Parliament should not leave the truth about the medical necessity of abortion or the risks of having an abortion as a multiple choice question for women, but that is what we have done in the last 12 years. For 12 years, MPs have abdicated their responsibility to provide all the facts about abortion to Canadians, and especially to women. It is time for us to stop ducking the issue. Canadian women should be able to come to government for the truth about all risks associated with every medically necessary service provided by our state health care system. Right now they cannot.
A vote in support of Motion No. 83 is the first step in correcting this 12 year oversight by Parliament. The health minister and her officials have admitted that they do not have any evidence in their files to show that abortions are medically necessary. We should all be asking why not. If the Department of Health does not collect this information, is it not incumbent on Parliament to do the studies the government will not undertake? Even Dr. Henry Morgentaler agrees that abortions get riskier for the mother as the pregnancy progresses.
On September 19 the Hamilton Spectator reported Russian health officials saying the following:
Artificial termination of pregnancy after week 12 is fraught with grave consequences for a woman's health. Abortions account for 30 per cent of maternal mortality in Russia. It has been decided to reduce these dangers. |
All I ask with Motion No. 83 is for Parliament to determine what the risk is for Canadian women. In a recent column that appeared in a number of CanWest papers, Lorne Gunter reported:
Of the 40 or so major studies on the ABC (abortion-breast cancer) link, nearly three-quarters have shown a statistically significant correlation. |
In response to Mr. Gunter's column, the Vancouver Sun published a letter on September 10 from two doctors and the program director of the B.C. Women's Hospital citing one study that did not find a correlation. Based on this one study the doctors reassured women having abortions that, “they have not put their future health in jeopardy”.
Somewhere in these studies is the truth. What is it? It is time to replace emotional arguments on both sides of the abortion debate with sound science. For the sake of the health and safety of all women, this needs to be done.

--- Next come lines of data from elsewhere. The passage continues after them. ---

// Copyright 2025 John Brosnihan
//
// Licensed under the Apache License, Version 2.0 (the "License");
// you may not use this file except in compliance with the License.
// You may obtain a copy of the License at
//
//     http://www.apache.org/licenses/LICENSE-2.0
//
// Unless required by applicable law or agreed to in writing, software
// distributed under the License is distributed on an "AS IS" BASIS,
// WITHOUT WARRANTIES OR CONDITIONS OF ANY KIND, either express or implied.
// See the License for the specific language governing permissions and
// limitations under the License.
//! Constraint protocol and joint variants
//!
//! Every constraint the solver handles, joints and externally generated
//! contacts alike, implements [`Constraint`]: three operations the island
//! solver calls once, `N` times and up to `M` times per step. Joints add the
//! reaction queries on top through [`Joint`].
//!
//! Only the weld joint ships with this crate. Other variants follow the same
//! protocol and can be added downstream by implementing these traits.

use std::any::Any;

use crate::dynamics::{Body, BodyHandle, Settings, TimeStep};
use crate::math::Vec2;

mod weld;

pub use weld::WeldJoint;

/// Variant tag of a joint
#[derive(Debug, Clone, Copy, PartialEq, Eq, Hash)]
pub enum JointType {
    /// Rigidly locks relative position and rotation
    Weld,
    /// A variant defined outside this crate
    Custom,
}

/// Mutable access to the two bodies a constraint connects
///
/// The solver hands out one pair per constraint call. `a` and `b` are always
/// distinct bodies.
pub struct BodyPair<'a> {
    /// Body A of the constraint
    pub a: &'a mut Body,
    /// Body B of the constraint
    pub b: &'a mut Body,
}

impl<'a> BodyPair<'a> {
    /// Pair two distinct bodies
    pub fn new(a: &'a mut Body, b: &'a mut Body) -> Self {
        BodyPair { a, b }
    }

    /// Borrow two distinct elements of a body slice
    ///
    /// Returns `None` if the indices are equal or out of bounds.
    pub fn from_slice(bodies: &'a mut [Body], a: usize, b: usize) -> Option<Self> {
        if a == b || a >= bodies.len() || b >= bodies.len() {
            return None;
        }
        if a < b {
            let (head, tail) = bodies.split_at_mut(b);
            Some(BodyPair::new(&mut head[a], &mut tail[0]))
        } else {
            let (head, tail) = bodies.split_at_mut(a);
            Some(BodyPair::new(&mut tail[0], &mut head[b]))
        }
    }

    /// Whether neither body can be moved by an impulse
    pub fn is_immovable(&self) -> bool {
        immovable(self.a, self.b)
    }
}

/// Whether the combined inverse mass and inertia of two bodies is zero
pub(crate) fn immovable(a: &Body, b: &Body) -> bool {
    a.inv_mass() + b.inv_mass() == 0.0 && a.inv_inertia() + b.inv_inertia() == 0.0
}

/// The solver-facing protocol shared by joints and contacts
///
/// Within one step the island solver calls
/// [`init_velocity_constraints`](Constraint::init_velocity_constraints) once,
/// [`solve_velocity_constraints`](Constraint::solve_velocity_constraints)
/// `velocity_iterations` times, and
/// [`solve_position_constraints`](Constraint::solve_position_constraints) up
/// to `position_iterations` times, stopping early once every constraint of
/// the island reports convergence.
pub trait Constraint: Send {
    /// Handle of body A
    fn body_a(&self) -> BodyHandle;

    /// Handle of body B
    fn body_b(&self) -> BodyHandle;

    /// Prepare the velocity solve: cache lever arms and effective mass, and
    /// warm start from the impulse carried over from the last step
    fn init_velocity_constraints(&mut self, bodies: BodyPair<'_>, step: &TimeStep);

    /// One sequential-impulse pass over the velocity constraint
    fn solve_velocity_constraints(&mut self, bodies: BodyPair<'_>, step: &TimeStep);

    /// One non-linear Gauss-Seidel pass over the position constraint
    ///
    /// Returns `true` when the error measured before this pass is within the
    /// slop tolerances of `settings`.
    fn solve_position_constraints(&mut self, bodies: BodyPair<'_>, settings: &Settings) -> bool;
}

/// A persistent constraint owned by the world
pub trait Joint: Constraint {
    /// Variant tag
    fn joint_type(&self) -> JointType;

    /// World-space anchor on body A
    fn anchor_a(&self, body_a: &Body) -> Vec2;

    /// World-space anchor on body B
    fn anchor_b(&self, body_b: &Body) -> Vec2;

    /// Force the joint applied on body B during the last step
    fn reaction_force(&self, inv_dt: f64) -> Vec2;

    /// Torque the joint applied on body B during the last step
    fn reaction_torque(&self, inv_dt: f64) -> f64;

    /// View as the solver protocol
    fn as_constraint_mut(&mut self) -> &mut dyn Constraint;

    /// Downcasting support
    fn as_any(&self) -> &dyn Any;

    /// Downcasting support
    fn as_any_mut(&mut self) -> &mut dyn Any;
}

#[cfg(test)]
mod tests {
    use super::*;
    use crate::dynamics::BodyDef;

    #[test]
    fn test_body_pair_from_slice() {
        let mut bodies = vec![
            Body::new(&BodyDef::dynamic().with_position(Vec2::new(0.0, 0.0))).unwrap(),
            Body::new(&BodyDef::dynamic().with_position(Vec2::new(1.0, 0.0))).unwrap(),
            Body::new(&BodyDef::dynamic().with_position(Vec2::new(2.0, 0.0))).unwrap(),
        ];

        let pair = BodyPair::from_slice(&mut bodies, 2, 0).unwrap();
        assert_eq!(pair.a.position().x, 2.0);
        assert_eq!(pair.b.position().x, 0.0);

        let pair = BodyPair::from_slice(&mut bodies, 0, 1).unwrap();
        assert_eq!(pair.a.position().x, 0.0);
        assert_eq!(pair.b.position().x, 1.0);

        assert!(BodyPair::from_slice(&mut bodies, 1, 1).is_none());
        assert!(BodyPair::from_slice(&mut bodies, 0, 3).is_none());
    }

    #[test]
    fn test_immovable_pair() {
        let mut ground = Body::new(&BodyDef::fixed()).unwrap();
        let mut platform = Body::new(&BodyDef::kinematic()).unwrap();
        let mut crate_body = Body::new(&BodyDef::dynamic()).unwrap();

        assert!(BodyPair::new(&mut ground, &mut platform).is_immovable());
        assert!(!BodyPair::new(&mut ground, &mut crate_body).is_immovable());
    }
}
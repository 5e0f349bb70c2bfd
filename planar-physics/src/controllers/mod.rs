// Copyright 2025 John Brosnihan
//
// Licensed under the Apache License, Version 2.0 (the "License");
// you may not use this file except in compliance with the License.
// You may obtain a copy of the License at
//
//     http://www.apache.org/licenses/LICENSE-2.0
//
// Unless required by applicable law or agreed to in writing, software
// distributed under the License is distributed on an "AS IS" BASIS,
// WITHOUT WARRANTIES OR CONDITIONS OF ANY KIND, either express or implied.
// See the License for the specific language governing permissions and
// limitations under the License.
//! Force controllers
//!
//! Controllers apply forces that do not come from constraints. They are
//! registered with a [`World`](crate::World), run in dependency order at the
//! start of every step, and follow a versioned API so that third-party
//! controllers can be checked for compatibility.
//!
//! # Built-in Controllers
//!
//! - [`BuoyancyController`]: buoyancy and drag from a [`FluidContainer`]
//! - [`GravityController`]: attraction towards points and bodies
//!
//! # Example
//!
//! ```rust
//! use planar_physics::controllers::{AabbFluidContainer, BuoyancyController, FluidProbe};
//! use planar_physics::{BodyDef, Vec2, World};
//!
//! let mut world = World::new(Vec2::new(0.0, -9.8));
//! let raft = world.create_body(&BodyDef::dynamic()).unwrap();
//!
//! let water = AabbFluidContainer::pool(-10.0, 10.0, 0.0, 5.0);
//! let mut buoyancy = BuoyancyController::new(water, 2.0).unwrap();
//! buoyancy.add_body(raft, FluidProbe::rectangle(0.5, 0.25, 8));
//! world.add_controller(Box::new(buoyancy)).unwrap();
//!
//! world.step(1.0 / 60.0).unwrap();
//! ```

pub mod api;
pub mod buoyancy;
pub mod fluid;
pub mod gravity;
pub mod registry;

pub use api::{Controller, ControllerContext, CONTROLLER_API_VERSION};
pub use buoyancy::{BuoyancyController, FluidProbe, Submersion};
pub use fluid::{AabbFluidContainer, FluidContainer};
pub use gravity::{GravityController, GravityFalloff};
pub use registry::ControllerRegistry;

Doctors take an oath to do no harm. I believe the government should take the same oath. Governments should be held to the same standard that we hold individuals and corporations, that is that we are all responsible for our actions and damages they cause. If medical procedures are proving to be causing harm, then precautions have to be taken. If medical procedures cause more harm than good, then we have to be even more careful how we deliver and insure these services under the Canada Health Act.
It is the government's solemn duty to do no harm. I urge all members to vote in support of women's health and safety.
The Deputy Speaker: It being 6:58 p.m., the time provided for the debate has expired. Is the house ready for the question?
Some hon. members: Question.
The Deputy Speaker: The question is on the motion. Is it the pleasure of the House to adopt the motion?
Some hon. members: Agreed.
Some hon. members: No.
The Deputy Speaker: All those in favour of the motion will please say yea.
Some hon. members: Yea.
The Deputy Speaker: All those opposed will please say nay.
Some hon. members: Nay.
The Deputy Speaker: In my opinion the nays have it.
And more than five members having risen.
The Deputy Speaker: Pursuant to Standing Order 93, the division stands deferred until Wednesday, October 1 at the beginning of private members' business.
[Translation]
It being 7 p.m., the House stands adjourned until tomorrow at 2 p.m. pursuant to Standing Order 24(1).